Is Edalji Innocent?
Is Edalji Innocent? is an article published in the Weekly Dispatch on 13 january 1907.
Is Edalji Innocent?

"Sherlock Holmes" to Investigate Mysterious Crime.
There are many people who believe, rightly or wrongly, that George Edalji, the young solicitor who three years ago was convicted and sentenced upon a charge of mutilating animals at Great Wyrley, was the victim of a police blunder.
To-day he finds a stout champion in Sir Conan Doyle, who contributes to the "Daily Telegraph" the first of a series of articles on his hard case, and the public will watch with peculiar interest the creator of "Sherlock Holmes" as he handles the facts of a real mystery of crime.
As a doctor, Sir Conan Doyle adds to the evidence for Edalji's innocence an important document, the report of a skilled oculist upon the state of George Edalji's eyes.
The report shows that Edalji is a man of short and irregular sight, a man with a bat-like vision at noonday, and one who in the dusk must walk so all but blind.

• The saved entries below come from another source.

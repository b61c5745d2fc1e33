use std::path::PathBuf;
use std::time::Duration;

use anyhow::Context;
use clap::{Parser, Subcommand};
use tracing_subscriber::EnvFilter;

mod alerts;
mod data;
mod directory;
mod identity;
mod models;
mod report;
mod session;
mod stats;

use data::Dataset;
use models::{Tourist, Zone};
use session::{AuthService, SessionOrigin, SessionRepository};

/// Bound on the simulated auth round trip; an attempt past this is
/// abandoned.
const AUTH_TIMEOUT: Duration = Duration::from_secs(5);
const AUTH_LATENCY: Duration = Duration::from_secs(1);

#[derive(Parser)]
#[command(name = "yara-safety-console")]
#[command(about = "Tourism safety monitoring console for zones, tourists and alerts", long_about = None)]
struct Cli {
    #[command(subcommand)]
    command: Commands,
}

#[derive(Subcommand)]
enum Commands {
    /// Zone overview with risk status and marker density
    Zones {
        /// Show full detail for one zone instead of the overview
        #[arg(long)]
        zone: Option<String>,
    },
    /// Full safety profile for a single tourist
    Tourist { id: String },
    /// Derive the alert board, optionally acknowledging entries first
    Alerts {
        #[arg(long, default_value_t = alerts::DEFAULT_STALE_MINUTES)]
        threshold: u32,
        /// Tourist ids to acknowledge off the board
        #[arg(long)]
        ack: Vec<String>,
    },
    /// Search the roster by name, nationality, or id
    Search { query: String },
    /// Generate a markdown statistics report
    Report {
        #[arg(long, default_value_t = alerts::DEFAULT_STALE_MINUTES)]
        threshold: u32,
        #[arg(long, default_value = "report.md")]
        out: PathBuf,
    },
    /// Export the tourist roster as CSV
    Export {
        #[arg(long, default_value = "roster.csv")]
        out: PathBuf,
    },
    /// Sign in as an officer
    Login {
        #[arg(long)]
        email: String,
        #[arg(long)]
        password: String,
    },
    /// Register a new officer account and sign it in
    Signup {
        #[arg(long)]
        name: String,
        #[arg(long)]
        dept_id: String,
        #[arg(long)]
        email: String,
        #[arg(long)]
        password: String,
    },
    /// Clear the stored session
    Logout,
    /// Show the officer attached to the current session
    Whoami,
    /// Issue a blockchain identity credential for a tourist
    IssueId { id: String },
}

#[tokio::main]
async fn main() -> anyhow::Result<()> {
    tracing_subscriber::fmt()
        .with_env_filter(EnvFilter::try_from_default_env().unwrap_or_else(|_| EnvFilter::new("warn")))
        .init();

    let cli = Cli::parse();
    let dataset = Dataset::seeded();
    let mut auth = AuthService::new(
        directory::InMemoryDirectory::seeded(),
        SessionRepository::from_env(),
        AUTH_LATENCY,
    );

    match cli.command {
        Commands::Zones { zone } => match zone {
            Some(zone_id) => {
                let zone = dataset
                    .find_zone(&zone_id)
                    .with_context(|| format!("unknown zone {zone_id}"))?;
                print_zone_detail(zone);
            }
            None => print_zone_overview(&dataset),
        },
        Commands::Tourist { id } => {
            let (zone, tourist) = dataset
                .find_tourist(&id)
                .with_context(|| format!("unknown tourist {id}"))?;
            print_tourist_profile(zone, tourist);
        }
        Commands::Alerts { threshold, ack } => {
            let tourists = dataset.flattened_tourists();
            let mut board = alerts::AlertBoard::derive(&tourists, threshold);
            for id in &ack {
                if board.acknowledge(id) {
                    println!("Alert acknowledged for {id}; response team notified.");
                } else {
                    println!("No alert on the board for {id}; nothing to acknowledge.");
                }
            }
            if board.is_empty() {
                println!("No tourists need attention.");
            } else {
                println!("{} active alert(s):", board.len());
                for tourist in board.entries() {
                    println!(
                        "- {} ({}): {}",
                        tourist.name,
                        tourist.id,
                        alerts::describe_alert(tourist)
                    );
                }
            }
        }
        Commands::Search { query } => {
            let matches = dataset.search(&query);
            if matches.is_empty() {
                println!("No tourists match \"{query}\".");
            } else {
                for tourist in matches {
                    println!(
                        "- {} ({}) {} risk, {}",
                        tourist.name,
                        tourist.id,
                        tourist.risk_level,
                        if tourist.id_issued { "ID issued" } else { "no ID" },
                    );
                }
            }
        }
        Commands::Report { threshold, out } => {
            let statistics = stats::aggregate(&dataset.zones);
            let board = alerts::AlertBoard::derive(&dataset.flattened_tourists(), threshold);
            let report = report::build_report(
                &statistics,
                &board,
                &data::activity_timeline(),
                threshold,
                chrono::Utc::now().date_naive(),
            );
            std::fs::write(&out, report)
                .with_context(|| format!("failed to write {}", out.display()))?;
            println!("Report written to {}.", out.display());
        }
        Commands::Export { out } => {
            let rows = report::export_roster(&dataset.zones, &out)?;
            println!("Exported {rows} tourists to {}.", out.display());
        }
        Commands::Login { email, password } => {
            match tokio::time::timeout(AUTH_TIMEOUT, auth.login(&email, &password)).await {
                Ok(Ok(officer)) => println!("Signed in as {} ({}).", officer.name, officer.role),
                Ok(Err(err)) => println!("Login failed: {err}."),
                Err(_) => println!("Login timed out."),
            }
        }
        Commands::Signup {
            name,
            dept_id,
            email,
            password,
        } => {
            match tokio::time::timeout(
                AUTH_TIMEOUT,
                auth.signup(&name, &dept_id, &email, &password),
            )
            .await
            {
                Ok(Ok(officer)) => println!(
                    "Registered {} ({}) as {}.",
                    officer.name, officer.id, officer.role
                ),
                Ok(Err(err)) => println!("Signup failed: {err}."),
                Err(_) => println!("Signup timed out."),
            }
        }
        Commands::Logout => {
            auth.logout()?;
            println!("Signed out.");
        }
        Commands::Whoami => {
            let origin = auth.restore_or_default()?;
            match (origin, auth.current_officer()) {
                (SessionOrigin::Persisted, Some(officer)) => {
                    println!(
                        "{} <{}> {} [{}]",
                        officer.name, officer.email, officer.role, officer.dept_id
                    );
                }
                (SessionOrigin::AutoSelected, Some(officer)) => {
                    println!(
                        "{} <{}> {} [{}] (auto-selected demo session)",
                        officer.name, officer.email, officer.role, officer.dept_id
                    );
                }
                _ => println!("No session and no officers registered."),
            }
        }
        Commands::IssueId { id } => {
            let (_, tourist) = dataset
                .find_tourist(&id)
                .with_context(|| format!("unknown tourist {id}"))?;
            let token = identity::issue_credential(&tourist.id);
            if let Some(existing) = &tourist.blockchain_id {
                println!(
                    "{} already holds {}; replacement credential {} generated and sent.",
                    tourist.name, existing, token
                );
            } else {
                println!(
                    "Credential {} generated and sent to {} ({}).",
                    token, tourist.name, tourist.id
                );
            }
        }
    }

    Ok(())
}

fn print_zone_overview(dataset: &Dataset) {
    let statistics = stats::aggregate(&dataset.zones);
    if statistics.active_sos > 0 {
        println!(
            "{} active SOS alert(s) require immediate attention!",
            statistics.active_sos
        );
        println!();
    }
    println!("Zones under monitoring:");
    for zone in &dataset.zones {
        println!(
            "- {} ({}): {}, {} tourists, density {}",
            zone.name,
            zone.zone_id,
            zone.status,
            zone.tourists.len(),
            stats::density(zone.tourists.len())
        );
    }
}

fn print_zone_detail(zone: &Zone) {
    println!("{} ({}): {}", zone.name, zone.zone_id, zone.status);
    if let (Some(center), Some(radius)) = (zone.coordinates, zone.radius_meters) {
        println!(
            "Centered at {:.4}, {:.4}, radius {} m",
            center.lat, center.lng, radius
        );
    }
    println!();
    println!("Tourists ({}):", zone.tourists.len());
    for tourist in &zone.tourists {
        println!(
            "- {} ({}) {} risk{}",
            tourist.name,
            tourist.id,
            tourist.risk_level,
            if tourist.sos_active { ", SOS ACTIVE" } else { "" },
        );
    }
    println!();
    println!("Nearby help centers:");
    for center in &zone.nearby_help_centers {
        println!("- {center}");
    }
}

fn print_tourist_profile(zone: &Zone, tourist: &Tourist) {
    println!("{} ({})", tourist.name, tourist.id);
    println!("Zone: {} ({})", zone.name, zone.status);
    println!("Risk level: {}", tourist.risk_level);
    if tourist.sos_active {
        println!("SOS ACTIVE");
    }
    println!(
        "Blockchain ID: {}",
        tourist.blockchain_id.as_deref().unwrap_or("not issued")
    );
    println!(
        "Nationality: {}",
        tourist.nationality.as_deref().unwrap_or("unknown")
    );
    println!(
        "Emergency contact: {}",
        tourist.emergency_contact.as_deref().unwrap_or("none on file")
    );
    println!(
        "Itinerary: {}",
        tourist.itinerary.as_deref().unwrap_or("none on file")
    );
    match tourist.safety_score {
        Some(score) => println!("Safety score: {score}/100"),
        None => println!("Safety score: not yet scored"),
    }
    println!(
        "Last active: {}",
        tourist.last_active.as_deref().unwrap_or("unknown")
    );
    println!(
        "Location: {:.4}, {:.4}",
        tourist.location.lat, tourist.location.lng
    );
}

This is the man who, if we may believe the police, would dash out to scour the country on dark winter nights in the rain, dodging like a Red Indian the scores of watchers who were up and about in search of the mutilator of beasts.
From Sir Conan Doyle, however, we may expect something more than the mere demonstration of Edalji's innocence.
He must call in "Sherlock Holmes" and the patient Watson and hunt us down the Great Wyrley malefactor. His reputation demands nothing less.